A pubertal lad would coyly whisper to the barber for the loan of a razor. Trying not to be noticed, he would coyly shuffle into the nearby cornfield or sugarcane field to shave the new manly hair growth in his groins, and scrotum. The barber would later quietly call on the boy’s mother to convey the tidings that her son was now a man. He received a pair of garments or a few kilograms of grain from her as a reward for the good news.

Barbers got no cash for individual items of service. They did, however, receive some cash, new garments, and other gifts after circumcising boys. More about circumcision later.
A barber was paid, as his wage, a fixed quantity of corn, wheat, and homemade cane sugar on a per capita basis for each male member of the family. Women did their own hairdo etcetera and were not on the barber’s list of clients.

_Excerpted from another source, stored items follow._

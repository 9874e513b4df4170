use std::time::Duration;

use chrono::{DateTime, Utc};
use tracing::{info, warn};

use lojinha_api::AppState;
use lojinha_db::queries::{auth, effects};
use lojinha_db::{Database, db_time};
use lojinha_economy::messages::MessageCooldowns;

#[derive(Debug, Default, PartialEq, Eq)]
pub struct CleanupReport {
    pub boosts: usize,
    pub auth_codes: usize,
    pub sessions: usize,
    pub cooldowns: usize,
}

impl CleanupReport {
    fn is_empty(&self) -> bool {
        *self == Self::default()
    }
}

/// Background task that prunes expired boosts, spent auth codes, expired
/// sessions and stale message cooldowns.
pub async fn run_cleanup_loop(state: AppState, interval_secs: u64) {
    let mut interval = tokio::time::interval(Duration::from_secs(interval_secs));

    loop {
        interval.tick().await;

        let state = state.clone();
        let result =
            tokio::task::spawn_blocking(move || cleanup_expired(&state.db, &state.cooldowns, Utc::now()))
                .await;

        match result {
            Ok(Ok(report)) => {
                if !report.is_empty() {
                    info!(
                        "Cleanup: {} boosts, {} auth codes, {} sessions, {} cooldowns",
                        report.boosts, report.auth_codes, report.sessions, report.cooldowns
                    );
                }
            }
            Ok(Err(e)) => warn!("Cleanup error: {:#}", e),
            Err(e) => warn!("Cleanup task failed: {}", e),
        }
    }
}

pub fn cleanup_expired(
    db: &Database,
    cooldowns: &MessageCooldowns,
    now: DateTime<Utc>,
) -> anyhow::Result<CleanupReport> {
    let stamp = db_time(now);
    let (boosts, auth_codes, sessions) = db.with_conn(|conn| {
        Ok((
            effects::delete_expired_boosts(conn, &stamp)?,
            auth::delete_stale_codes(conn, &stamp)?,
            auth::delete_expired_sessions(conn, &stamp)?,
        ))
    })?;

    Ok(CleanupReport {
        boosts,
        auth_codes,
        sessions,
        cooldowns: cooldowns.prune(now),
    })
}
use axum::{
    extract::{Request, State},
    http::{HeaderMap, header},
    middleware::Next,
    response::Response,
};
use chrono::Utc;
use jsonwebtoken::{DecodingKey, Validation, decode};
use uuid::Uuid;

use lojinha_db::db_time;
use lojinha_db::queries::{auth, users};
use lojinha_types::api::Claims;

use crate::error::ApiError;
use crate::{AppState, blocking};

/// Header the bot process sends on every `/bot/*` call.
pub const BOT_TOKEN_HEADER: &str = "x-bot-token";

/// The authenticated caller, inserted as a request extension.
#[derive(Debug, Clone, Copy)]
pub struct AuthUser {
    pub user_id: Uuid,
    pub session_id: Uuid,
    pub is_admin: bool,
}

pub fn decode_token(secret: &str, token: &str) -> Option<Claims> {
    decode::<Claims>(
        token,
        &DecodingKey::from_secret(secret.as_bytes()),
        &Validation::default(),
    )
    .ok()
    .map(|data| data.claims)
}

fn bearer(headers: &HeaderMap) -> Option<&str> {
    headers
        .get(header::AUTHORIZATION)
        .and_then(|v| v.to_str().ok())
        .and_then(|v| v.strip_prefix("Bearer "))
}

/// Validate the JWT and its session row, and reject banned users.
pub async fn require_auth(
    State(state): State<AppState>,
    mut req: Request,
    next: Next,
) -> Result<Response, ApiError> {
    let token = bearer(req.headers()).ok_or(ApiError::Unauthorized)?;
    let claims = decode_token(&state.jwt_secret, token).ok_or(ApiError::Unauthorized)?;

    let db = state.clone();
    let session_id = claims.sid.to_string();
    let user_id = claims.sub.to_string();
    let user = blocking(move || {
        let now = db_time(Utc::now());
        Ok(db.db.with_conn(|conn| {
            match auth::live_session(conn, &session_id, &now)? {
                Some(session) if session.user_id == user_id => users::get_by_id(conn, &user_id),
                _ => Ok(None),
            }
        })?)
    })
    .await?
    .ok_or(ApiError::Unauthorized)?;

    if user.is_banned {
        return Err(ApiError::forbidden("this account is banned"));
    }

    req.extensions_mut().insert(AuthUser {
        user_id: claims.sub,
        session_id: claims.sid,
        is_admin: user.is_admin,
    });
    Ok(next.run(req).await)
}

/// Must run after `require_auth`.
pub async fn require_admin(req: Request, next: Next) -> Result<Response, ApiError> {
    let is_admin = req
        .extensions()
        .get::<AuthUser>()
        .map(|u| u.is_admin)
        .ok_or(ApiError::Unauthorized)?;
    if !is_admin {
        return Err(ApiError::forbidden("admin access required"));
    }
    Ok(next.run(req).await)
}

/// Shared-secret check for the bot process.
pub async fn require_bot_token(
    State(state): State<AppState>,
    req: Request,
    next: Next,
) -> Result<Response, ApiError> {
    let expected = state
        .settings
        .bot_token
        .as_deref()
        .ok_or(ApiError::Unauthorized)?;
    let given = req
        .headers()
        .get(BOT_TOKEN_HEADER)
        .and_then(|v| v.to_str().ok())
        .ok_or(ApiError::Unauthorized)?;

    if given != expected {
        return Err(ApiError::Unauthorized);
    }
    Ok(next.run(req).await)
}

#[cfg(test)]
mod tests {
    use super::*;
    use axum::http::HeaderValue;
    use jsonwebtoken::{EncodingKey, Header, encode};

    #[test]
    fn bearer_requires_prefix() {
        let mut headers = HeaderMap::new();
        assert_eq!(bearer(&headers), None);

        headers.insert(header::AUTHORIZATION, HeaderValue::from_static("Token abc"));
        assert_eq!(bearer(&headers), None);

        headers.insert(header::AUTHORIZATION, HeaderValue::from_static("Bearer abc"));
        assert_eq!(bearer(&headers), Some("abc"));
    }

    #[test]
    fn token_signed_with_other_secret_is_rejected() {
        let claims = Claims {
            sub: Uuid::new_v4(),
            sid: Uuid::new_v4(),
            exp: (Utc::now() + chrono::Duration::hours(1)).timestamp() as usize,
        };
        let token = encode(
            &Header::default(),
            &claims,
            &EncodingKey::from_secret(b"right-secret"),
        )
        .unwrap();

        assert_eq!(decode_token("right-secret", &token).unwrap().sid, claims.sid);
        assert!(decode_token("wrong-secret", &token).is_none());
    }
}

This harvest-time payment in kind was also the form of wages paid to the village carpenter and blacksmith for the maintenance of agricultural implements of the village peasants. Carpenters, blacksmiths, barbers, weavers, potters, and washer men were collectively referred to as kasabgar, i.e. craftsmen, as opposed to cast-iron Pashtuns who farmed their own or rented land.

The British had classified even their Muslim subjects into various Castes on the pattern of the Hindu Caste system despite Islam’s abhorrence for any such grouping of humanity. One had to enter one’s full name, date of birth, father’s name, home address, mother tongue, ethnicity, religion, and Caste while filling out any official form or a legal document. Government service, no matter how lowly, and farming were the two relatively respectable occupations for Indians under the British Raj. The word kasabgar (craftsman or artisan), by contrast, had a demeaning connotation.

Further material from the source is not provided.